三井不動産 2023 ワールド車いすラグビー アジア・オセアニア チャンピオンシップ

パリパラ出場権を獲得! 退任のオアーHCの花道を飾る

パリ2024パラリンピックの予選を兼ねた「三井不動産 2023 ワールド車いすラグビー アジア・オセアニア チャンピオンシップ(以下、AOC)」が6月29日から7月2日まで、東京体育館で開かれた。総当たり戦を2回行う予選リーグを全勝で勝ち上がった日本代表は、決勝でオーストラリア代表を55-44で下し、6大会連続のパラリンピック出場を決めた。団体競技では日本勢第1号となる。

パリ2024パラリンピック出場を決めた日本代表の選手、スタッフら

全勝で予選リーグ突破!

アジア・オセアニア地区からパリ2024パラリンピックの出場権「1枠」を決定する重要な大会。世界ランキング3位の日本、同2位のオーストラリア、同8位のニュージーランド、同15位の韓国が参加(途中棄権)した。

日本の最大のライバルは、昨年の世界選手権を制したオーストラリア。これまで幾度と対戦し、トップレベルでしのぎを削ってきた相手だ。予選リーグのオーストラリア戦は、2試合ともスタートにやや硬さが見られた日本。連携ミスからリズムをつかみ切れず、リードを許す展開が続いた。

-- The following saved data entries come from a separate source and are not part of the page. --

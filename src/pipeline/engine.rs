//! Recognition capability: the external OCR engine behind a trait, plus the
//! exclusive-access service that owns the single shared instance.

use std::sync::Mutex;

use serde::{Deserialize, Serialize};

use super::PipelineError;

/// One recognized word with its confidence and position on the page.
#[derive(Debug, Clone, Serialize, Deserialize)]
pub struct RecognizedWord {
    pub text: String,
    /// 0–100.
    pub confidence: f32,
    pub bbox: Option<WordBox>,
}

/// Bounding box for a recognized word, in processed-image pixels.
#[derive(Debug, Clone, Serialize, Deserialize)]
pub struct WordBox {
    pub x: u32,
    pub y: u32,
    pub width: u32,
    pub height: u32,
}

/// Raw engine output for one image.
#[derive(Debug, Clone)]
pub struct RecognizedPage {
    pub text: String,
    /// Overall page confidence, 0–100.
    pub confidence: f32,
    pub words: Vec<RecognizedWord>,
}

/// OCR engine abstraction (allows mocking for tests).
///
/// Engines are stateful and not safe for concurrent use — access always goes
/// through [`EngineService`].
pub trait OcrEngine: Send {
    fn recognize(&mut self, image_bytes: &[u8]) -> Result<RecognizedPage, PipelineError>;
}

/// Builds the engine on first use.
pub type EngineFactory =
    Box<dyn Fn() -> Result<Box<dyn OcrEngine + Send>, PipelineError> + Send + Sync>;

/// Exclusive-access wrapper around one lazily-built engine instance.
///
/// The engine is constructed on the first recognition and reused for every
/// call after that. The mutex is the acquire/release point: concurrent
/// attempts serialize here, one recognition at a time.
pub struct EngineService {
    factory: EngineFactory,
    engine: Mutex<Option<Box<dyn OcrEngine + Send>>>,
}

impl EngineService {
    pub fn new(factory: EngineFactory) -> Self {
        Self {
            factory,
            engine: Mutex::new(None),
        }
    }

    pub fn recognize(&self, image_bytes: &[u8]) -> Result<RecognizedPage, PipelineError> {
        let mut slot = self
            .engine
            .lock()
            .map_err(|_| PipelineError::Engine("engine lock poisoned".into()))?;

        if slot.is_none() {
            *slot = Some((self.factory)()?);
            tracing::info!("Recognition engine initialized");
        }
        let engine = slot
            .as_mut()
            .ok_or_else(|| PipelineError::Engine("engine initialization failed".into()))?;

        engine.recognize(image_bytes)
    }
}

/// Bundled Tesseract OCR engine.
/// Only available when compiled with the `ocr` feature flag.
#[cfg(feature = "ocr")]
pub struct TesseractEngine {
    tessdata_dir: std::path::PathBuf,
    lang: String,
}

#[cfg(feature = "ocr")]
impl TesseractEngine {
    pub fn new(tessdata_dir: &std::path::Path) -> Result<Self, PipelineError> {
        if !tessdata_dir.join("eng.traineddata").exists() {
            return Err(PipelineError::Engine(format!(
                "No eng.traineddata found at {}",
                tessdata_dir.display()
            )));
        }

        Ok(Self {
            tessdata_dir: tessdata_dir.to_path_buf(),
            lang: "eng".to_string(),
        })
    }

    /// Set language(s) for OCR (e.g., "eng", "eng+fra")
    pub fn with_languages(mut self, langs: &str) -> Self {
        self.lang = langs.to_string();
        self
    }
}

#[cfg(feature = "ocr")]
impl OcrEngine for TesseractEngine {
    fn recognize(&mut self, image_bytes: &[u8]) -> Result<RecognizedPage, PipelineError> {
        let tessdata_str = self
            .tessdata_dir
            .to_str()
            .ok_or_else(|| PipelineError::Engine("Invalid tessdata path".into()))?;

        let tess = tesseract::Tesseract::new(Some(tessdata_str), Some(&self.lang))
            .map_err(|e| PipelineError::Engine(format!("{e:?}")))?;

        let mut tess = tess
            .set_image_from_mem(image_bytes)
            .map_err(|e| PipelineError::Engine(format!("{e:?}")))?;

        let text = tess
            .get_text()
            .map_err(|e| PipelineError::Engine(format!("{e:?}")))?;

        let confidence = tess.mean_text_conf().max(0) as f32;

        // Per-word confidence and bounding boxes via TSV output.
        let words = match tess.get_tsv_text(0) {
            Ok(tsv) => parse_tsv_words(&tsv),
            Err(_) => {
                // Fallback: split text with page-mean confidence (no boxes)
                text.split_whitespace()
                    .map(|w| RecognizedWord {
                        text: w.to_string(),
                        confidence,
                        bbox: None,
                    })
                    .collect()
            }
        };

        Ok(RecognizedPage {
            text,
            confidence,
            words,
        })
    }
}

/// Parse Tesseract TSV output into per-word entries.
/// TSV columns: level page_num block_num par_num line_num word_num left top width height conf text
/// Level 5 = individual word entries. Confidence stays on the 0–100 scale.
fn parse_tsv_words(tsv: &str) -> Vec<RecognizedWord> {
    let mut results = Vec::new();

    for line in tsv.lines().skip(1) {
        // Skip header row
        let fields: Vec<&str> = line.split('\t').collect();
        if fields.len() < 12 {
            continue;
        }

        // Level 5 = word
        let level: i32 = match fields[0].parse() {
            Ok(l) => l,
            Err(_) => continue,
        };
        if level != 5 {
            continue;
        }

        let conf: i32 = match fields[10].parse() {
            Ok(c) => c,
            Err(_) => continue,
        };

        let word = fields[11].trim();
        if word.is_empty() {
            continue;
        }

        // Tesseract returns -1 for words it can't assign confidence to
        let confidence = if conf < 0 { 0.0 } else { conf as f32 };

        results.push(RecognizedWord {
            text: word.to_string(),
            confidence,
            bbox: parse_word_box(fields[6], fields[7], fields[8], fields[9]),
        });
    }

    results
}

/// Parse bounding box coordinates from TSV string fields.
/// Returns None if any field fails to parse (graceful degradation).
fn parse_word_box(left: &str, top: &str, width: &str, height: &str) -> Option<WordBox> {
    Some(WordBox {
        x: left.parse().ok()?,
        y: top.parse().ok()?,
        width: width.parse().ok()?,
        height: height.parse().ok()?,
    })
}

/// Mock OCR engine for unit testing without Tesseract.
pub struct MockEngine {
    pub text: String,
    pub confidence: f32,
    pub fail: bool,
}

impl MockEngine {
    pub fn new(text: &str, confidence: f32) -> Self {
        Self {
            text: text.to_string(),
            confidence,
            fail: false,
        }
    }

    pub fn failing() -> Self {
        Self {
            text: String::new(),
            confidence: 0.0,
            fail: true,
        }
    }
}

impl OcrEngine for MockEngine {
    fn recognize(&mut self, _image_bytes: &[u8]) -> Result<RecognizedPage, PipelineError> {
        if self.fail {
            return Err(PipelineError::Engine("mock recognition failure".into()));
        }

        let words = self
            .text
            .split_whitespace()
            .map(|w| RecognizedWord {
                text: w.to_string(),
                confidence: self.confidence,
                bbox: None,
            })
            .collect();

        Ok(RecognizedPage {
            text: self.text.clone(),
            confidence: self.confidence,
            words,
        })
    }
}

しかし、後半に入ると今井友明(1.0)や乗松聖矢(1.5)らローポインターが、世界的ハイポインターでオーストラリアの得点源であるライリー・バット(3.5)とクリス・ボンド(3.5)の動きを封じ、ターンオーバーを奪うなどして連続得点につなげ、いずれも逆転で勝利した。

“日本のラグビー”で宿敵に勝利!

パリ2024パラリンピックの出場切符は、決勝で勝ったチームのみが手にできる。この大一番で、ゲームメークをしたのは日本だった。第1ピリオド、島川慎一(3.0)が粘り強いディフェンスでボールを奪い、橋本勝也(3.5)につないで連続得点に成功。さらに、キャプテンの池透暢(3.0)が相手のインバウンドをカットしてすぐさまトライを決めるなどして得点を重ねた。

バットをマークする乗松(右)とボールを運ぶ池(中央)

後半も高い集中力を維持して攻めあがる日本。徐々に疲れが見え始めたオーストラリアに対して、日本は新しいラインナップを次々に投入し、何度もターンオーバーを奪っていく。ミドルポインターの羽賀理之(2.0)や中町俊耶(2.0)も攻守で活躍。終盤にはバットをベンチに下げさせ、有利な状況を保ったまま、最後まで自分たちのラグビーを貫いた。

大会の一週間前、ケビン・オアーヘッドコーチ(HC)が、日本と自宅があるアメリカを車いすで往復することが体力的に厳しくなったとして、このAOCを最後に退任することが発表された。「すごくショックで寂しいけれど、この大会はパリの出場権を獲ることに集中したい」と、話していた選手たちも試合後は想いがあふれ出した様子。オアーHCと涙の抱擁を交わし、ラストマッチの勝利をかみしめていた。

世界に通用する競技スタイルを構築したオアーHC

アメリカ人のオアーHCはアメリカ代表とカナダ代表の指揮を執ったあと、2017年に日本代表HCに就任。敵将だった時から「日本チームはパラリンピックで金メダルを獲る実力がある、と感じていた」といい、「周囲の人たちを尊重する日本人の人間性が素晴らしいと思った。そんな日本チームの指導をすることは夢のようだった」と、振り返る。選手一人ひとりに寄り添い、個性を輝かせるチームづくりを目指したオアーHCは、得点源となるハイポインターだけでなく、ミドルポインターやローポインターの重要性について説き、チーム力の底上げに取り組んだ。同時に若手選手の発掘・育成にも力を入れ、高校生の時に見出された橋本は、今や日本に欠かせないハイポインターに成長した。

オアーHCは大会後、声を詰まらせながら6年間を振り返った

2018年の世界選手権初制覇、昨年には初めての世界ランキング1位、金メダルを目指した東京2020パラリンピックと昨年の世界選手権は3位と、うれしさも悔しさも含めて多くの実績を積み重ねてきた。それらすべてが糧となり、オアーHCは「今、世界で最高のチームを作れることができた」と、胸を張る。

大会終了後、チームを代表してマイクを握ったキャプテンの池は、オアーHCをねぎらいながら、「ケビンとの最後のラグビーを体現したいと思って全力でプレーした。これから次の新しい日本を作って、ケビンからいただいたものをさらに発展させて、パリでの金メダルを目指して進んでいく」と力強く話し、オアーHCと固い握手を交わしていた。

なお、後任はロンドン2012とリオ2016パラリンピックに出場し、昨年度末で日本代表強化指定選手を引退した岸光太郎氏。「ケビンが築き上げた日本代表の戦略、熱い想いを継承し、その教えをベースに今まで以上に勝ちにこだわる強いチームへ革新していきたい」と、決意を示した。